Going Native, Part 3
May 25, 2005
In parts one and two of this article, we discussed how native XML databases are used to store and query document-centric XML; integrate data; and work with semi-structured data. In this, the final part, we discuss their use in schema evolution, long-running transactions, handling large documents, and a number of other cases, as well as how relational databases are evolving to handle XML.
As someone accustomed to the relatively rigid schemas of the relational world, I react to stories of rapid schema evolution with a mixture of horror and a sense that perhaps the people involved aren't as, well, responsible as they should be. In spite of this, almost every vendor and customer I spoke to listed schema evolution as one reason to use a native XML database. Worse yet, most had good reasons for doing so.
Schema Evolution in the Real World
Schema evolution is a normal thing. In the relational world it moves slowly, for both technical and political reasons. On the technical side, relational databases do not handle schema changes easily: existing data must be updated to match the new schema and altering tables may require unloading and reloading data.
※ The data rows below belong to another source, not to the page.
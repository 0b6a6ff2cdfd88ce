use axum::extract::{Path, Query, State};
use axum::{Extension, Json};
use serde::Deserialize;
use uuid::Uuid;

use derivapp_audit::events::ActivityEvent;
use derivapp_auth::permissions::Permission;
use derivapp_core::models::referral::{Priority, Referral, ReferralStatus};
use derivapp_core::models::student::Student;
use derivapp_core::store_keys;
use derivapp_notify::WebhookEvent;
use derivapp_storage::error::StorageError;
use derivapp_storage::{docs, objects};

use crate::error::ApiError;
use crate::middleware::auth::{ensure, AuthUser};
use crate::routes::activity;
use crate::state::AppState;

#[derive(Deserialize)]
pub struct CreateReferral {
    pub student_id: Uuid,
    pub reason: String,
    pub description: Option<String>,
    /// alta | media | baja; anything else classifies to baja.
    pub priority: Option<String>,
}

#[derive(Deserialize)]
pub struct UpdateReferral {
    pub reason: Option<String>,
    pub description: Option<String>,
    pub priority: Option<String>,
    /// abierta | cerrada; anything else classifies to abierta.
    pub status: Option<String>,
}

#[derive(Deserialize)]
pub struct ReferralQuery {
    pub student_id: Option<Uuid>,
}

pub async fn list_referrals(
    State(state): State<AppState>,
    Extension(user): Extension<AuthUser>,
    Query(query): Query<ReferralQuery>,
) -> Result<Json<Vec<Referral>>, ApiError> {
    ensure(&user, Permission::ReadReferrals)?;

    let keys = objects::list_objects(&state.s3, &state.bucket, store_keys::REFERRALS_PREFIX).await?;
    let mut referrals = Vec::new();
    for key in &keys {
        let referral: Referral = docs::load_doc(&state.s3, &state.bucket, key).await?;
        if let Some(student_id) = query.student_id
            && referral.student_id != student_id
        {
            continue;
        }
        referrals.push(referral);
    }

    Ok(Json(referrals))
}

pub async fn get_referral(
    State(state): State<AppState>,
    Extension(user): Extension<AuthUser>,
    Path(id): Path<Uuid>,
) -> Result<Json<Referral>, ApiError> {
    ensure(&user, Permission::ReadReferrals)?;

    let referral: Referral =
        docs::load_doc(&state.s3, &state.bucket, &store_keys::referral(id)).await?;
    Ok(Json(referral))
}

pub async fn create_referral(
    State(state): State<AppState>,
    Extension(user): Extension<AuthUser>,
    Json(payload): Json<CreateReferral>,
) -> Result<Json<Referral>, ApiError> {
    ensure(&user, Permission::CreateReferrals)?;

    // A referral must point at an existing student.
    let student: Student = docs::load_doc(
        &state.s3,
        &state.bucket,
        &store_keys::student(payload.student_id),
    )
    .await
    .map_err(|e| match e {
        StorageError::NotFound { .. } => ApiError::BadRequest("student does not exist".to_string()),
        other => other.into(),
    })?;

    let now = jiff::Timestamp::now();
    let referral = Referral {
        id: Uuid::new_v4(),
        student_id: payload.student_id,
        reason: payload.reason,
        description: payload.description,
        priority: payload
            .priority
            .as_deref()
            .map(Priority::classify)
            .unwrap_or(Priority::Low),
        status: ReferralStatus::Open,
        referred_by: user.sub.clone(),
        created_at: now,
        updated_at: now,
    };
    referral.validate()?;

    docs::save_doc(
        &state.s3,
        &state.bucket,
        &store_keys::referral(referral.id),
        &referral,
    )
    .await?;

    activity::record(
        &state,
        ActivityEvent::new(&user.sub, "create", "referral", referral.id.to_string()),
    )
    .await;

    state.notify.emit(WebhookEvent::referral_created(
        referral.id,
        serde_json::json!({
            "student": student.full_name(),
            "priority": referral.priority,
            "reason": referral.reason,
        }),
    ));

    Ok(Json(referral))
}

pub async fn update_referral(
    State(state): State<AppState>,
    Extension(user): Extension<AuthUser>,
    Path(id): Path<Uuid>,
    Json(payload): Json<UpdateReferral>,
) -> Result<Json<Referral>, ApiError> {
    ensure(&user, Permission::ManageReferrals)?;

    let key = store_keys::referral(id);
    let mut referral: Referral = docs::load_doc(&state.s3, &state.bucket, &key).await?;

    if let Some(reason) = payload.reason {
        referral.reason = reason;
    }
    if let Some(description) = payload.description {
        referral.description = Some(description);
    }
    if let Some(priority) = payload.priority.as_deref() {
        referral.priority = Priority::classify(priority);
    }
    if let Some(status) = payload.status.as_deref() {
        referral.status = ReferralStatus::classify(status);
    }
    referral.updated_at = jiff::Timestamp::now();
    referral.validate()?;

    docs::save_doc(&state.s3, &state.bucket, &key, &referral).await?;

    activity::record(
        &state,
        ActivityEvent::new(&user.sub, "update", "referral", id.to_string()),
    )
    .await;

    Ok(Json(referral))
}

pub async fn delete_referral(
    State(state): State<AppState>,
    Extension(user): Extension<AuthUser>,
    Path(id): Path<Uuid>,
) -> Result<Json<()>, ApiError> {
    ensure(&user, Permission::DeleteRecords)?;

    objects::delete_object(&state.s3, &state.bucket, &store_keys::referral(id)).await?;

    // A referral takes its dependent records with it.
    objects::delete_objects_by_prefix(
        &state.s3,
        &state.bucket,
        &store_keys::follow_ups_prefix(id),
    )
    .await?;
    objects::delete_objects_by_prefix(
        &state.s3,
        &state.bucket,
        &store_keys::interventions_prefix(id),
    )
    .await?;
    objects::delete_objects_by_prefix(&state.s3, &state.bucket, &store_keys::alerts_prefix(id))
        .await?;

    activity::record(
        &state,
        ActivityEvent::new(&user.sub, "delete", "referral", id.to_string()),
    )
    .await;

    Ok(Json(()))
}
On the political side, database administrators (DBAs) tend to approach change cautiously because they don't want to break existing applications or destabilize database tuning.
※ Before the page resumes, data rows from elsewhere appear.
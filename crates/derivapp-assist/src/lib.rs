//! derivapp-assist
//!
//! Templated starting drafts for case forms. Assembles a skeleton
//! document from the request fields; there is no model call behind this,
//! the draft is a deterministic template for staff to fill in.

pub mod draft;

pub use draft::{draft_form_content, FormDraftRequest};
use aws_sdk_cognitoidentityprovider::Client;
use tracing::info;

use crate::error::AuthError;
use crate::permissions::Role;

/// User profile resolved from the identity provider.
#[derive(Debug, Clone)]
pub struct UserProfile {
    pub sub: String,
    pub email: Option<String>,
    pub name: Option<String>,
    pub role: Role,
}

/// Look up a user's profile in the Cognito user pool.
pub async fn get_user_profile(
    client: &Client,
    user_pool_id: &str,
    username: &str,
) -> Result<UserProfile, AuthError> {
    info!(username = username, "looking up user profile");

    let resp = client
        .admin_get_user()
        .user_pool_id(user_pool_id)
        .username(username)
        .send()
        .await
        .map_err(|e| {
            let err = e.into_service_error();
            if err.is_user_not_found_exception() {
                AuthError::UserNotFound(username.to_string())
            } else {
                AuthError::Cognito(err.to_string())
            }
        })?;

    let mut sub = username.to_string();
    let mut email = None;
    let mut name = None;
    let mut role = Role::Teacher;

    for attr in resp.user_attributes() {
        match (attr.name(), attr.value()) {
            ("sub", Some(v)) => sub = v.to_string(),
            ("email", Some(v)) => email = Some(v.to_string()),
            ("name", Some(v)) => name = Some(v.to_string()),
            ("custom:role", Some(v)) => role = Role::classify(v),
            _ => {}
        }
    }

    Ok(UserProfile {
        sub,
        email,
        name,
        role,
    })
}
(A number of vendors also noted that native XML databases allow developers to do an end run around DBAs, resulting in faster development times. One reason for this might be that native XML databases are often used to cache data on the middle tier, meaning DBAs are not aware of them and have not yet brought them under their control. Another reason might be that native XML databases do not have as many tuning options as relational databases, meaning that DBAs have less reason to exert control.)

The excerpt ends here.